Its funny, I almost get the sensation that another space race is heating up! There been a lot of movement between all the big players concerning Mars.

Will Putin get to Mars first? Russia says ship could reach planet TWICE as quick as NASA


USA, the European Space Agency, China and Russia are currently embroiled in a new age space race to become the first to get to Mars.

As it stands, NASA says that it would take around three months to get humans to the planet with the technology it is developing but Russia’s potential super-fast spaceship could get there in half that time.

Vladimir Putin's space agency, RosCosmos, originally started the project in 2010 but it has now been taken on by nuclear body Rosatom.

The Mars Insight mission objectives are comparable to what the Schiaparelli is hoping to accomplish. After being delayed due to a vacuum leak, the project was pushed back another two years. Go ahead Russia, put your lander down first, that leak is the only reason it'll happen.

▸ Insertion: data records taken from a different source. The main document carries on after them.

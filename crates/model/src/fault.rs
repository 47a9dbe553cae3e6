/// Opaque argument and return value exchanged with business methods.
pub use serde_json::Value;

/// Failure raised by business code or an interceptor.
///
/// Whether a fault rolls the transaction back is decided by the transaction
/// policy, not here: application faults roll back only when their class is
/// declared as a rollback application exception, system faults always do.
#[derive(Debug, Clone, PartialEq, thiserror::Error)]
pub enum BeanFault {
	/// A declared, checked business failure.
	#[error("{class}: {message}")]
	Application { class: String, message: String },
	/// An unexpected runtime failure.
	#[error("{class}: {message}")]
	System { class: String, message: String },
}

impl BeanFault {
	pub fn application(class: impl Into<String>, message: impl Into<String>) -> Self {
		Self::Application {
			class: class.into(),
			message: message.into(),
		}
	}

	pub fn system(message: impl Into<String>) -> Self {
		Self::System {
			class: "RuntimeException".into(),
			message: message.into(),
		}
	}

	pub fn system_of(class: impl Into<String>, message: impl Into<String>) -> Self {
		Self::System {
			class: class.into(),
			message: message.into(),
		}
	}

	/// Class name of the fault, used to look up application-exception declarations.
	pub fn class(&self) -> &str {
		match self {
			Self::Application { class, .. } | Self::System { class, .. } => class,
		}
	}

	pub fn message(&self) -> &str {
		match self {
			Self::Application { message, .. } | Self::System { message, .. } => message,
		}
	}
}
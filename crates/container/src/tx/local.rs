use std::sync::atomic::{AtomicU64, AtomicUsize, Ordering};
use std::thread::ThreadId;

use parking_lot::Mutex;
use rustc_hash::FxHashMap;

use super::{TransactionManager, TxHandle, TxStatus};
use crate::TxError;

#[derive(Default)]
struct LocalState {
	/// Thread to the transaction it currently runs in.
	associations: FxHashMap<ThreadId, TxHandle>,
	/// Open transactions, associated or suspended, to their rollback-only flag.
	open: FxHashMap<TxHandle, bool>,
}

/// In-memory transaction manager with per-thread association.
///
/// Keeps no resources; it tracks demarcation only, which is all the dispatch
/// layer needs. Completion counters are exposed for diagnostics.
#[derive(Default)]
pub struct LocalTransactionManager {
	state: Mutex<LocalState>,
	next_id: AtomicU64,
	committed: AtomicUsize,
	rolled_back: AtomicUsize,
}

impl LocalTransactionManager {
	pub fn new() -> Self {
		Self::default()
	}

	pub fn committed(&self) -> usize {
		self.committed.load(Ordering::Relaxed)
	}

	pub fn rolled_back(&self) -> usize {
		self.rolled_back.load(Ordering::Relaxed)
	}

	/// Transactions begun and not yet completed, including suspended ones.
	pub fn open_transactions(&self) -> usize {
		self.state.lock().open.len()
	}

	fn current() -> ThreadId {
		std::thread::current().id()
	}
}

impl TransactionManager for LocalTransactionManager {
	fn begin(&self) -> Result<TxHandle, TxError> {
		let mut state = self.state.lock();
		let thread = Self::current();
		if state.associations.contains_key(&thread) {
			return Err(TxError::AlreadyActive);
		}
		let tx = TxHandle(self.next_id.fetch_add(1, Ordering::Relaxed) + 1);
		state.open.insert(tx, false);
		state.associations.insert(thread, tx);
		tracing::trace!(%tx, "began transaction");
		Ok(tx)
	}

	fn commit(&self) -> Result<(), TxError> {
		let mut state = self.state.lock();
		let tx = state.associations.remove(&Self::current()).ok_or(TxError::NoTransaction)?;
		let rollback_only = state.open.remove(&tx).unwrap_or(false);
		if rollback_only {
			self.rolled_back.fetch_add(1, Ordering::Relaxed);
			tracing::debug!(%tx, "commit of rollback-only transaction rolled back");
			return Err(TxError::RolledBack(tx));
		}
		self.committed.fetch_add(1, Ordering::Relaxed);
		tracing::trace!(%tx, "committed transaction");
		Ok(())
	}

	fn rollback(&self) -> Result<(), TxError> {
		let mut state = self.state.lock();
		let tx = state.associations.remove(&Self::current()).ok_or(TxError::NoTransaction)?;
		state.open.remove(&tx);
		self.rolled_back.fetch_add(1, Ordering::Relaxed);
		tracing::trace!(%tx, "rolled back transaction");
		Ok(())
	}

	fn set_rollback_only(&self) -> Result<(), TxError> {
		let mut state = self.state.lock();
		let tx = *state.associations.get(&Self::current()).ok_or(TxError::NoTransaction)?;
		let flag = state.open.get_mut(&tx).ok_or(TxError::UnknownTransaction(tx))?;
		*flag = true;
		Ok(())
	}

	fn status(&self) -> TxStatus {
		let state = self.state.lock();
		match state.associations.get(&Self::current()).and_then(|tx| state.open.get(tx)) {
			None => TxStatus::NoTransaction,
			Some(false) => TxStatus::Active,
			Some(true) => TxStatus::MarkedRollback,
		}
	}

	fn suspend(&self) -> Option<TxHandle> {
		let tx = self.state.lock().associations.remove(&Self::current())?;
		tracing::trace!(%tx, "suspended transaction");
		Some(tx)
	}

	fn resume(&self, tx: TxHandle) -> Result<(), TxError> {
		let mut state = self.state.lock();
		if !state.open.contains_key(&tx) {
			return Err(TxError::UnknownTransaction(tx));
		}
		let thread = Self::current();
		if state.associations.contains_key(&thread) {
			return Err(TxError::AlreadyActive);
		}
		state.associations.insert(thread, tx);
		tracing::trace!(%tx, "resumed transaction");
		Ok(())
	}
}

impl std::fmt::Debug for LocalTransactionManager {
	fn fmt(&self, f: &mut std::fmt::Formatter<'_>) -> std::fmt::Result {
		f.debug_struct("LocalTransactionManager")
			.field("open", &self.open_transactions())
			.field("committed", &self.committed())
			.field("rolled_back", &self.rolled_back())
			.finish()
	}
}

NASA Targets May 2018 Launch of Mars InSight Mission


“The science goals of InSight are compelling, and the NASA and CNES plans to overcome the technical challenges are sound," said John Grunsfeld, associate administrator for NASA’s Science Mission Directorate in Washington. "The quest to understand the interior of Mars has been a longstanding goal of planetary scientists for decades. We’re excited to be back on the path for a launch, now in 2018.”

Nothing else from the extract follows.